Groundwater: Protecting tomorrow’s resources

Recife, Brazil © FerreiraSilva / iStock.com

Lack of data, illegal abstraction, population growth, and unsustainable agricultural practices are putting the continued supply of good quality groundwater at risk. Based on an IWA webinar earlier this year, The Source looks at the challenges to managing groundwater faced by water professionals around the world.

 

To mark this year’s World Water Day (22 March), IWA hosted a webinar with groundwater practitioners from India, Brazil, Africa, and Denmark. The purpose was to explore the significance of groundwater for human needs, particularly in urban areas, and the dilemma between unsustainable abstraction and water-related livelihoods.

Dependency on groundwater

Almost half the global population relies on groundwater, although outside of the USA and Europe limited data inhibits knowledge of just how vital groundwater is.

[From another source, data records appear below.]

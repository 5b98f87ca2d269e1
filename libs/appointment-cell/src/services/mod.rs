pub mod booking;
pub mod capacity;
pub mod lifecycle;

pub use booking::AppointmentBookingService;
pub use capacity::DailyCapacityService;
pub use lifecycle::AppointmentLifecycleService;
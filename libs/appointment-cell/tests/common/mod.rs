// libs/appointment-cell/tests/common/mod.rs
//
// Shared fixture: an in-memory clinic wired the same way an embedding
// application would wire the engine.
#![allow(dead_code)]

use chrono::{NaiveDate, NaiveTime};
use std::sync::Arc;
use uuid::Uuid;

use appointment_cell::events::RecordingEventPort;
use appointment_cell::models::BookAppointmentRequest;
use appointment_cell::services::{AppointmentBookingService, AppointmentLifecycleService};
use appointment_cell::store::InMemoryAppointmentStore;
use doctor_cell::models::{AvailabilityWindow, Doctor, Specialty};
use doctor_cell::services::{AvailabilityService, SlotGenerationService};
use doctor_cell::store::{
    InMemoryAvailabilityStore, InMemoryDoctorStore, InMemorySpecialtyStore,
};
use shared_config::AppConfig;

pub struct TestClinic {
    pub doctor_store: Arc<InMemoryDoctorStore>,
    pub specialty_store: Arc<InMemorySpecialtyStore>,
    pub availability_store: Arc<InMemoryAvailabilityStore>,
    pub appointment_store: Arc<InMemoryAppointmentStore>,
    pub events: Arc<RecordingEventPort>,
    pub booking: Arc<AppointmentBookingService>,
    pub lifecycle: Arc<AppointmentLifecycleService>,
    pub doctor_id: Uuid,
    pub specialty_id: Uuid,
}

impl TestClinic {
    /// Clinic with one specialty (daily limit 3, 30-minute consultations)
    /// and one doctor, no availability configured yet.
    pub fn new() -> Self {
        Self::with_specialty_limits(3, 30)
    }

    pub fn with_specialty_limits(daily_limit: i32, duration_minutes: i32) -> Self {
        let doctor_store = Arc::new(InMemoryDoctorStore::new());
        let specialty_store = Arc::new(InMemorySpecialtyStore::new());
        let availability_store = Arc::new(InMemoryAvailabilityStore::new());
        let appointment_store = Arc::new(InMemoryAppointmentStore::new());
        let events = Arc::new(RecordingEventPort::new());

        let specialty_id = Uuid::new_v4();
        specialty_store.insert(Specialty {
            id: specialty_id,
            name: "Cardiology".to_string(),
            daily_appointment_limit: daily_limit,
            average_consultation_duration_minutes: duration_minutes,
        });

        let doctor_id = Uuid::new_v4();
        doctor_store.insert(Doctor {
            id: doctor_id,
            first_name: "Jane".to_string(),
            last_name: "Smith".to_string(),
            specialty_id,
            is_active: true,
        });

        let availability = AvailabilityService::new(availability_store.clone());
        let booking = Arc::new(AppointmentBookingService::new(
            doctor_store.clone(),
            specialty_store.clone(),
            availability.clone(),
            appointment_store.clone(),
            events.clone(),
            AppConfig::default(),
        ));
        let lifecycle = Arc::new(AppointmentLifecycleService::new(
            appointment_store.clone(),
            specialty_store.clone(),
            availability,
            events.clone(),
            AppConfig::default(),
        ));

        Self {
            doctor_store,
            specialty_store,
            availability_store,
            appointment_store,
            events,
            booking,
            lifecycle,
            doctor_id,
            specialty_id,
        }
    }

    pub fn add_window(&self, day_of_week: u8, start: (u32, u32), end: (u32, u32), slot: i32) {
        self.add_window_for(self.doctor_id, day_of_week, start, end, slot);
    }

    pub fn add_window_for(
        &self,
        doctor_id: Uuid,
        day_of_week: u8,
        start: (u32, u32),
        end: (u32, u32),
        slot: i32,
    ) {
        self.availability_store.insert(AvailabilityWindow {
            id: Uuid::new_v4(),
            doctor_id,
            day_of_week,
            start_time: NaiveTime::from_hms_opt(start.0, start.1, 0).unwrap(),
            end_time: NaiveTime::from_hms_opt(end.0, end.1, 0).unwrap(),
            slot_duration_minutes: slot,
            is_active: true,
        });
    }

    pub fn add_doctor(&self) -> Uuid {
        let id = Uuid::new_v4();
        self.doctor_store.insert(Doctor {
            id,
            first_name: "John".to_string(),
            last_name: "Doe".to_string(),
            specialty_id: self.specialty_id,
            is_active: true,
        });
        id
    }

    pub fn add_specialty(&self, daily_limit: i32, duration_minutes: i32) -> Uuid {
        let id = Uuid::new_v4();
        self.specialty_store.insert(Specialty {
            id,
            name: "Dermatology".to_string(),
            daily_appointment_limit: daily_limit,
            average_consultation_duration_minutes: duration_minutes,
        });
        id
    }

    pub fn slot_generator(&self) -> SlotGenerationService {
        SlotGenerationService::new(
            AvailabilityService::new(self.availability_store.clone()),
            self.appointment_store.clone(),
        )
    }

    pub fn book_request(&self, patient_id: Uuid, time: NaiveTime) -> BookAppointmentRequest {
        self.book_request_on(patient_id, monday(), time)
    }

    pub fn book_request_on(
        &self,
        patient_id: Uuid,
        date: NaiveDate,
        time: NaiveTime,
    ) -> BookAppointmentRequest {
        BookAppointmentRequest {
            patient_id,
            doctor_id: self.doctor_id,
            specialty_id: self.specialty_id,
            appointment_date: date,
            appointment_time: time,
            reason: "Routine check-up".to_string(),
            notes: None,
        }
    }
}

/// 2025-06-02, a Monday.
pub fn monday() -> NaiveDate {
    NaiveDate::from_ymd_opt(2025, 6, 2).unwrap()
}

/// 2025-06-01, a Sunday.
pub fn sunday() -> NaiveDate {
    NaiveDate::from_ymd_opt(2025, 6, 1).unwrap()
}

pub fn t(h: u32, m: u32) -> NaiveTime {
    NaiveTime::from_hms_opt(h, m, 0).unwrap()
}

During the webinar, Julia Gathu of Drilling For Life, Kenya, described the value of groundwater in supporting rural livelihoods and food security, enabling provision of health clinics, and widening access to education across Africa. Many African countries do not meet Sustainable Development Goal 6 (Availability and sustainable management of water and sanitation for all).

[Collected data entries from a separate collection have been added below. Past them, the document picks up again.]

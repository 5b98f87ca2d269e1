// libs/appointment-cell/src/store.rs
//
// The appointment store is the single shared mutable resource of the engine.
// `create` and `reslot` are its linearization points: the slot-exclusivity
// and daily-capacity checks commit together with the write, or not at all.

use async_trait::async_trait;
use chrono::{NaiveDate, NaiveTime};
use uuid::Uuid;

use crate::models::{Appointment, AppointmentError, AppointmentStatus};

pub mod memory;

pub use memory::InMemoryAppointmentStore;

#[derive(Debug, thiserror::Error)]
pub enum StoreError {
    #[error("appointment not found")]
    NotFound,

    #[error("another active appointment already holds the slot")]
    SlotTaken,

    #[error("daily capacity for the specialty is exhausted")]
    CapacityReached,

    /// Transient write contention (e.g. a serializable transaction abort).
    /// The only variant worth retrying.
    #[error("storage contention: {0}")]
    Contention(String),

    #[error("storage backend failure: {0}")]
    Backend(String),
}

impl From<StoreError> for AppointmentError {
    fn from(err: StoreError) -> Self {
        match err {
            StoreError::NotFound => AppointmentError::NotFound,
            StoreError::SlotTaken => AppointmentError::SlotConflict,
            StoreError::CapacityReached => AppointmentError::CapacityExceeded,
            StoreError::Contention(msg) | StoreError::Backend(msg) => {
                AppointmentError::StorageError(msg)
            }
        }
    }
}

#[async_trait]
pub trait AppointmentStore: Send + Sync {
    async fn get(&self, id: Uuid) -> Result<Appointment, StoreError>;

    /// Appointments in an active status for a doctor on a date.
    async fn active_for_doctor_date(
        &self,
        doctor_id: Uuid,
        date: NaiveDate,
    ) -> Result<Vec<Appointment>, StoreError>;

    /// Count of active appointments for a specialty on a date.
    async fn active_count_for_specialty_date(
        &self,
        specialty_id: Uuid,
        date: NaiveDate,
    ) -> Result<usize, StoreError>;

    /// Atomic check-and-insert. Commits `appointment` only if no active
    /// appointment holds its (doctor, date, time) and the specialty's active
    /// count for the date is below `daily_limit`; otherwise fails with
    /// `SlotTaken` / `CapacityReached` and writes nothing.
    async fn create(
        &self,
        appointment: Appointment,
        daily_limit: i32,
    ) -> Result<Appointment, StoreError>;

    /// Replace an existing record. For slot-preserving status transitions
    /// only; date/time moves go through `reslot`.
    async fn update(&self, appointment: Appointment) -> Result<Appointment, StoreError>;

    /// Atomic move to a new slot: the conflict and capacity checks against
    /// the new (date, time) and the status change commit as one unit. On
    /// failure the stored record is unchanged.
    async fn reslot(
        &self,
        id: Uuid,
        new_date: NaiveDate,
        new_time: NaiveTime,
        new_status: AppointmentStatus,
        daily_limit: i32,
    ) -> Result<Appointment, StoreError>;
}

Gathu believes that access to groundwater could close this gap, and that reliable groundwater improves life for pastoral communities who suffer conflict, banditry, and cattle rustling when there is a continued lack of access to water.

In Europe, Denmark is 100% reliant on groundwater for drinking (producing 400Mm3/yr) and has a national policy that treatment must be simple, utilising aeration and sand filtration, with production based on clean groundwater. However, according to Troels Bjerre, head of projects at utility VCS Denmark, it is difficult for Danish water utilities to meet drinking water standards without advanced treatment due to intensive agriculture. He added: “Intensive agriculture is one of the major threats towards the quality of shallow and vulnerable groundwater resources. The main issues are the use of pesticides and fertilisers used in agriculture.”

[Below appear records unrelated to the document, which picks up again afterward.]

// libs/appointment-cell/src/models.rs
use chrono::{DateTime, NaiveDate, NaiveDateTime, NaiveTime, Utc};
use serde::{Deserialize, Serialize};
use std::fmt;
use uuid::Uuid;

// ==============================================================================
// CORE APPOINTMENT MODELS
// ==============================================================================

#[derive(Debug, Clone, Serialize, Deserialize)]
pub struct Appointment {
    pub id: Uuid,
    pub patient_id: Uuid,
    pub doctor_id: Uuid,
    pub specialty_id: Uuid,
    pub appointment_date: NaiveDate,
    pub appointment_time: NaiveTime,
    /// Snapshotted from the specialty at creation; never recomputed.
    pub duration_minutes: i32,
    pub status: AppointmentStatus,
    pub reason: String,
    pub notes: Option<String>,
    pub booked_by: BookedBy,
    pub cancellation_reason: Option<String>,
    pub cancelled_by: Option<Uuid>,
    pub cancelled_at: Option<DateTime<Utc>>,
    pub created_at: DateTime<Utc>,
    pub updated_at: DateTime<Utc>,
}

impl Appointment {
    pub fn scheduled_start(&self) -> NaiveDateTime {
        self.appointment_date.and_time(self.appointment_time)
    }

    /// Scheduled end based on the snapshotted duration.
    pub fn scheduled_end(&self) -> NaiveDateTime {
        self.scheduled_start() + chrono::Duration::minutes(self.duration_minutes as i64)
    }

    /// Active appointments hold their slot and count toward daily capacity.
    pub fn is_active(&self) -> bool {
        self.status.is_active()
    }
}

#[derive(Debug, Clone, Copy, PartialEq, Eq, Serialize, Deserialize)]
#[serde(rename_all = "snake_case")]
pub enum AppointmentStatus {
    Pending,
    Confirmed,
    Completed,
    Cancelled,
}

impl AppointmentStatus {
    pub fn is_active(&self) -> bool {
        matches!(self, AppointmentStatus::Pending | AppointmentStatus::Confirmed)
    }

    pub fn is_terminal(&self) -> bool {
        matches!(
            self,
            AppointmentStatus::Completed | AppointmentStatus::Cancelled
        )
    }
}

impl fmt::Display for AppointmentStatus {
    fn fmt(&self, f: &mut fmt::Formatter<'_>) -> fmt::Result {
        match self {
            AppointmentStatus::Pending => write!(f, "pending"),
            AppointmentStatus::Confirmed => write!(f, "confirmed"),
            AppointmentStatus::Completed => write!(f, "completed"),
            AppointmentStatus::Cancelled => write!(f, "cancelled"),
        }
    }
}

/// Who placed the booking: the patient themselves, or a staff member acting
/// on their behalf.
#[derive(Debug, Clone, Copy, PartialEq, Eq, Serialize, Deserialize)]
#[serde(tag = "kind", rename_all = "snake_case")]
pub enum BookedBy {
    SelfService,
    Staff { staff_id: Uuid },
}

impl fmt::Display for BookedBy {
    fn fmt(&self, f: &mut fmt::Formatter<'_>) -> fmt::Result {
        match self {
            BookedBy::SelfService => write!(f, "self"),
            BookedBy::Staff { staff_id } => write!(f, "staff:{}", staff_id),
        }
    }
}

// ==============================================================================
// REQUEST MODELS
// ==============================================================================

#[derive(Debug, Clone, Serialize, Deserialize)]
pub struct BookAppointmentRequest {
    pub patient_id: Uuid,
    pub doctor_id: Uuid,
    pub specialty_id: Uuid,
    pub appointment_date: NaiveDate,
    pub appointment_time: NaiveTime,
    pub reason: String,
    pub notes: Option<String>,
}

#[derive(Debug, Clone, Serialize, Deserialize)]
pub struct CancelAppointmentRequest {
    pub reason: String,
}

#[derive(Debug, Clone, Serialize, Deserialize)]
pub struct RescheduleAppointmentRequest {
    pub new_date: NaiveDate,
    pub new_time: NaiveTime,
}

// ==============================================================================
// ERROR TYPES
// ==============================================================================

#[derive(Debug, Clone, Serialize, Deserialize, thiserror::Error)]
pub enum AppointmentError {
    #[error("Appointment not found")]
    NotFound,

    #[error("Specialty not found")]
    SpecialtyNotFound,

    #[error("Doctor not found")]
    DoctorNotFound,

    #[error("Requested time is not offered by the doctor's availability")]
    SlotNotOffered,

    #[error("Another active appointment already holds this slot")]
    SlotConflict,

    #[error("Daily appointment limit for the specialty is reached")]
    CapacityExceeded,

    #[error("Operation not allowed from status {from}")]
    InvalidTransition { from: AppointmentStatus },

    #[error("Actor is not allowed to perform this operation")]
    Forbidden,

    #[error("Validation error: {0}")]
    ValidationError(String),

    #[error("Storage error: {0}")]
    StorageError(String),
}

Groundwater and the city – an evolving relationship

As urbanisation accelerates, groundwater problems increase. Dr Stephen Foster, chair of the IWA Groundwater Management Specialist Group, described the direct but invisible relationship between urbanisation and groundwater. Key factors include the location of abstractions (within and outside of urban areas), the relationship with surface water, and critically what happens to sewage and wastewater.

Despite swathes of impermeable land surfaces, urbanisation often leads to increased recharge from mains water leakage and wastewater disposal. Foster confirmed that urbanisation can cause significant degradation to the quality of groundwater, particularly in shallow aquifers. He explained that high-density sanitation results in microbiological pollution and high nitrates that are incompatible with shallow aquifers, such as those along the Brazilian Atlantic coast. One water utility in Natal, north-eastern Brazil, recently abandoned a groundwater source because of very high nitrates from in-situ sanitation, seeking alternative supplies in less densely populated areas.

Pollution is not the only problem. Foster says that “excessive abstraction can cause infrastructure damage if there is land subsidence, and when water tables in urban areas rebound, there can be damage from inundation and uplift problems”. He concludes that urban groundwater needs to be managed practically, otherwise it can be costly and even hazardous. The difficulty is that no single agency is responsible. In the long run, development of conjunctive use of surface and groundwater is recommended, although it is institutionally difficult to organise.

Private urban supplies

In many developing cities, particularly across Asia and Latin America, private self-supply is a major phenomenon. Although this increases the number of people with access to water, private supplies greatly increase the risk of pollution and impacts on human health. Faiz Alam of IWMI India explained that private access to groundwater is important, especially for irrigation and domestic use, as it gives people more control compared to canal or piped water.

The resilience of groundwater to short-term drought combined with energy subsidies that make pumping more affordable has made groundwater a ‘go-to’ source. Alam explained that “initially private supplies were a reaction against poor utility service, and while it reduces demand for the utility, ultimately it distorts water utility operations and has implications on finance.” The other significant consequence of this is over-exploitation. There are now large parts of India where annual abstraction exceeds natural recharge and Alam expressed concerns that groundwater may become inaccessible or highly degraded if levels continue to fall.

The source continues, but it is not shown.